Kepala Dinas Kominfo Kabupaten Kudus, Drs. Kholid, MM mengaku siap untuk menjalankan program 100 Smart City demi terciptanya pelayanan publik yang lebih efektif untuk masyarakat. Smart City ini juga bertujuan untuk mewujudkan visi pembangunan Kabupaten Kudus melalui penggunaan teknologi informasi. “Selama ini, Kudus juga sudah merintis smart city, sehingga ini merupakan kesempatan bagi Kudus untuk lebih mengembangkan pelayanan publik secara online,” ujarnya.
 
Sebelumnya, pemerintah pusat memberikan questioner untuk diisi pemerintah daerah yang nantinya menjadi acuan penilaian 100 Smart City.

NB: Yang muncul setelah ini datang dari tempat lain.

//! Lottie animation playback engine.
//!
//! Decodes animation frames on a shared pool, shares live frames between
//! sessions playing the same animation, optionally persists them to an LZ4
//! delta file, and hands them to a presentation surface on a clock.

// Core engine (pool, window, caches, clock, sessions)
pub mod core;

pub mod cli;
pub mod config;
pub mod entities;
pub mod error;
pub mod paths;

// Re-export commonly used types from core
pub use core::context::PlaybackContext;
pub use core::frame_cache::SharedFrameCache;
pub use core::player::{PlaybackState, PlayerSession, StateStream};
pub use core::surface::{ChannelSurface, FnSurface};

// Re-export entities
pub use entities::{
    AnimationAsset, AnimationKey, AnimationSource, CachePolicy, FrameBuffer, PlayPolicy,
    PresentationSurface, PreviewRasterizer, Rasterizer,
};
pub use error::AssetOpenError;
use std::borrow::Cow;
use std::collections::HashMap;
use std::ops::RangeInclusive;
use std::path::Path;

use crate::format::{write_bake, BakeMetadata};
use crate::processor::builder::HierarchyBuilder;
use crate::processor::flatten::*;
use crate::processor::optimizer;
use crate::processor::page::{MemoryPage, PageSet};
use crate::settings::BakeSettings;
use crate::{AdaptrixError, AdaptrixResult};

/// Render queues treated as opaque geometry.
pub const OPAQUE_QUEUE_RANGE: RangeInclusive<i32> = 2000..=2500;

/// Supplies the surfaces to bake.
pub trait SceneSource {
    fn surfaces(&self) -> &[SurfaceBatch];
}

impl SceneSource for Vec<SurfaceBatch> {
    fn surfaces(&self) -> &[SurfaceBatch] {
        self
    }
}

impl SceneSource for [SurfaceBatch] {
    fn surfaces(&self) -> &[SurfaceBatch] {
        self
    }
}

/// Decides which materials take part in the bake.
pub trait MaterialFilter {
    fn accepts(&self, material: &MaterialDesc) -> bool;
}

/// Accepts materials by shader name and render queue.
#[derive(Clone, Debug, Default)]
pub struct RenderQueueFilter {
    /// Empty accepts every shader.
    pub shaders: Vec<String>,
    pub queue_range: Option<RangeInclusive<i32>>,
}

impl RenderQueueFilter {
    pub fn new(shaders: Vec<String>, opaque_only: bool) -> Self {
        Self { shaders, queue_range: opaque_only.then_some(OPAQUE_QUEUE_RANGE) }
    }
}

impl MaterialFilter for RenderQueueFilter {
    fn accepts(&self, material: &MaterialDesc) -> bool {
        let shader_ok = self.shaders.is_empty() || self.shaders.iter().any(|s| *s == material.shader);
        let queue_ok = self.queue_range.as_ref().is_none_or(|r| r.contains(&material.render_queue));
        shader_ok && queue_ok
    }
}

/// Materials de-duplicated by id, in first-seen order.
#[derive(Clone, Debug, Default)]
pub struct MaterialTable {
    materials: Vec<MaterialDesc>,
    lookup: HashMap<u64, u32>,
}

impl MaterialTable {
    pub fn index_of(&mut self, material: &MaterialDesc) -> u32 {
        if let Some(&index) = self.lookup.get(&material.id) {
            return index;
        }
        let index = self.materials.len() as u32;
        self.materials.push(material.clone());
        self.lookup.insert(material.id, index);
        index
    }

    pub fn len(&self) -> usize {
        self.materials.len()
    }

    pub fn is_empty(&self) -> bool {
        self.materials.is_empty()
    }

    pub fn materials(&self) -> &[MaterialDesc] {
        &self.materials
    }
}

/// Progress callback, polled once per surface. Returning `false` cancels the bake.
pub trait BakeProgress {
    fn report(&mut self, done: usize, total: usize, surface: &str) -> bool;
}

impl<F: FnMut(usize, usize, &str) -> bool> BakeProgress for F {
    fn report(&mut self, done: usize, total: usize, surface: &str) -> bool {
        self(done, total, surface)
    }
}

#[derive(Clone, Debug, Default, PartialEq)]
pub struct BakeStats {
    pub surface_count: usize,
    pub submesh_count: usize,
    pub skipped_submeshes: usize,
    pub group_count: usize,
    pub dropped_groups: usize,
    pub cluster_count: usize,
    pub leaf_cluster_count: usize,
    pub degenerate_cluster_count: usize,
    pub instance_count: u32,
    pub filled_pages: usize,
    pub min_page_instances: u32,
    pub max_page_instances: u32,
    pub max_vertex_values: u32,
    pub max_index_values: u32,
    pub max_group_count: u32,
    pub material_count: usize,
    /// Mean over filled pages of leaf clusters per instance slot.
    pub average_leaf_ratio: f32,
}

impl BakeStats {
    /// Page aggregates. Pages without leaf clusters are left out.
    pub(crate) fn collect_pages(&mut self, pages: &[MemoryPage], page_capacity: u32) {
        let mut ratio_sum = 0.0f32;
        for page in pages.iter().filter(|p| p.is_filled()) {
            self.filled_pages += 1;
            self.instance_count += page.instance_count;
            self.min_page_instances = if self.filled_pages == 1 {
                page.instance_count
            } else {
                self.min_page_instances.min(page.instance_count)
            };
            self.max_page_instances = self.max_page_instances.max(page.instance_count);
            self.max_vertex_values = self.max_vertex_values.max(page.vertex_value_count);
            self.max_index_values = self.max_index_values.max(page.index_value_count);
            self.max_group_count = self.max_group_count.max(page.group_count);
            ratio_sum += page.leaf_cluster_count as f32 / page_capacity.max(1) as f32;
        }
        if self.filled_pages > 0 {
            self.average_leaf_ratio = ratio_sum / self.filled_pages as f32;
        }
    }

    pub fn degenerate_ratio(&self) -> f32 {
        if self.cluster_count == 0 { 0.0 } else { self.degenerate_cluster_count as f32 / self.cluster_count as f32 }
    }
}

pub struct BakeOutput {
    pub pages: Vec<MemoryPage>,
    pub materials: Vec<MaterialDesc>,
    pub material_vertex_counts: Vec<u32>,
    pub stats: BakeStats,
}

impl BakeOutput {
    pub fn metadata(&self) -> BakeMetadata {
        BakeMetadata::from_pages(&self.pages, self.material_vertex_counts.clone())
    }

    pub fn write<P: AsRef<Path>>(&self, dir: P) -> anyhow::Result<()> {
        write_bake(dir.as_ref(), &self.pages, &self.metadata())
    }
}

pub struct Baker {
    settings: BakeSettings,
    filter: Box<dyn MaterialFilter>,
}

impl Baker {
    pub fn new(settings: BakeSettings) -> Self {
        let filter = RenderQueueFilter::new(Vec::new(), settings.opaque_only);
        Self { settings, filter: Box::new(filter) }
    }

    pub fn with_filter<F: MaterialFilter + 'static>(mut self, filter: F) -> Self {
        self.filter = Box::new(filter);
        self
    }

    pub fn settings(&self) -> &BakeSettings {
        &self.settings
    }

    /// Bakes every accepted surface of the scene into memory pages.
    pub fn bake<S, P>(&self, scene: &S, progress: &mut P) -> AdaptrixResult<BakeOutput>
    where
        S: SceneSource + ?Sized,
        P: BakeProgress,
    {
        let builder = HierarchyBuilder::new(&self.settings);
        let mut pages = PageSet::new(&self.settings);
        let mut materials = MaterialTable::default();
        let mut material_vertex_counts: Vec<u32> = Vec::new();
        let mut stats = BakeStats::default();

        let surfaces = scene.surfaces();
        for (i, surface) in surfaces.iter().enumerate() {
            if !progress.report(i, surfaces.len(), &surface.name) {
                log::info!("bake cancelled at surface {} of {}", i, surfaces.len());
                return Err(AdaptrixError::Cancelled);
            }

            if surface.mesh.submeshes.len() != surface.materials.len() {
                log::debug!(
                    "skip {}: {} submeshes but {} materials",
                    surface.name,
                    surface.mesh.submeshes.len(),
                    surface.materials.len()
                );
                continue;
            }
            stats.surface_count += 1;

            let mesh = with_shading_streams(&surface.mesh);
            let flip = surface.is_odd_negative_scale();
            let world_vertices = flatten_vertices(&mesh, &surface.local_to_world);

            for (submesh, material) in mesh.submeshes.iter().zip(&surface.materials) {
                if submesh.topology != Topology::Triangles {
                    log::debug!("skip {}: {:?} topology", surface.name, submesh.topology);
                    stats.skipped_submeshes += 1;
                    continue;
                }
                if !self.filter.accepts(material) {
                    log::debug!("skip {}: material {} filtered", surface.name, material.name);
                    stats.skipped_submeshes += 1;
                    continue;
                }
                let indices = submesh_indices(submesh, flip);
                if indices.len() < 3 {
                    stats.skipped_submeshes += 1;
                    continue;
                }

                let material_index = materials.index_of(material);
                if material_vertex_counts.len() < materials.len() {
                    material_vertex_counts.resize(materials.len(), 0);
                }

                let (vertices, indices) = optimizer::reindex(&world_vertices, &indices);
                let hierarchy = builder.build_submesh(vertices, &indices, material_index)?;
                stats.submesh_count += 1;
                stats.degenerate_cluster_count += hierarchy.degenerate_cluster_count;

                for group in &hierarchy.groups {
                    stats.group_count += 1;
                    match pages.add_group(group) {
                        Ok(Some(placed)) => {
                            material_vertex_counts[material_index as usize] += placed.vertex_count;
                            stats.cluster_count += group.clusters.len();
                            stats.leaf_cluster_count += group.leaf_count;
                        }
                        Ok(None) => {
                            log::warn!(
                                "{}: no page has room for a group of {} clusters, dropped",
                                surface.name,
                                group.clusters.len()
                            );
                            stats.dropped_groups += 1;
                        }
                        Err(e @ AdaptrixError::PageOverflow { .. }) => return Err(e),
                        Err(e) => {
                            log::error!("{}: {}, group dropped", surface.name, e);
                            stats.dropped_groups += 1;
                        }
                    }
                }
            }
        }

        if self.settings.simplify_placeholders {
            pages.simplify_placeholders(self.settings.placeholder_iterations, self.settings.placeholder_target_error);
        }

        stats.material_count = materials.len();
        stats.collect_pages(&pages.pages, self.settings.max_page_instances);
        log::info!(
            "baked {} instances into {} pages (min {} / max {} per page), {} submeshes, \
             degenerate clusters {:.1}%, average leaf clusters per page {:.1}%, max vertex values {}, max index values {}, \
             max groups {}, {} materials",
            stats.instance_count,
            stats.filled_pages,
            stats.min_page_instances,
            stats.max_page_instances,
            stats.submesh_count,
            stats.degenerate_ratio() * 100.0,
            stats.average_leaf_ratio * 100.0,
            stats.max_vertex_values,
            stats.max_index_values,
            stats.max_group_count,
            stats.material_count
        );

        Ok(BakeOutput {
            pages: pages.pages,
            materials: materials.materials,
            material_vertex_counts,
            stats,
        })
    }
}

/// Fills in normals and tangents when the mesh lacks them.
fn with_shading_streams(mesh: &MeshData) -> Cow<'_, MeshData> {
    let needs_normals = mesh.normals.is_none();
    let needs_tangents = mesh.tangents.is_none() && mesh.uv0.is_some();
    if !needs_normals && !needs_tangents {
        return Cow::Borrowed(mesh);
    }
    let mut owned = mesh.clone();
    if needs_normals {
        owned.recalculate_normals();
    }
    if needs_tangents {
        owned.recalculate_tangents();
    }
    Cow::Owned(owned)
}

Penilaian meliputi analisis kesiapan daerah, analisis GAP, analisis visi pembangunan daerah (RPJPD dan RPJMD). Termasuk mencantumkan beberapa peraturan daerah yang sudah sejalan dengan Gerakan 100 Smart City.
 
Program smart city memberikan kesempatan daerah untuk melakukan inovasi – inovasi yang memanfaatkan teknologi dalam upayanya meningkatkan pelayanan masyarakat. Ini merupakan program bersama antara kementerian komunikasi dan informatika, Kemen PUPR, Kemendagri, Bappenas, dan kantor staf kepresidenan.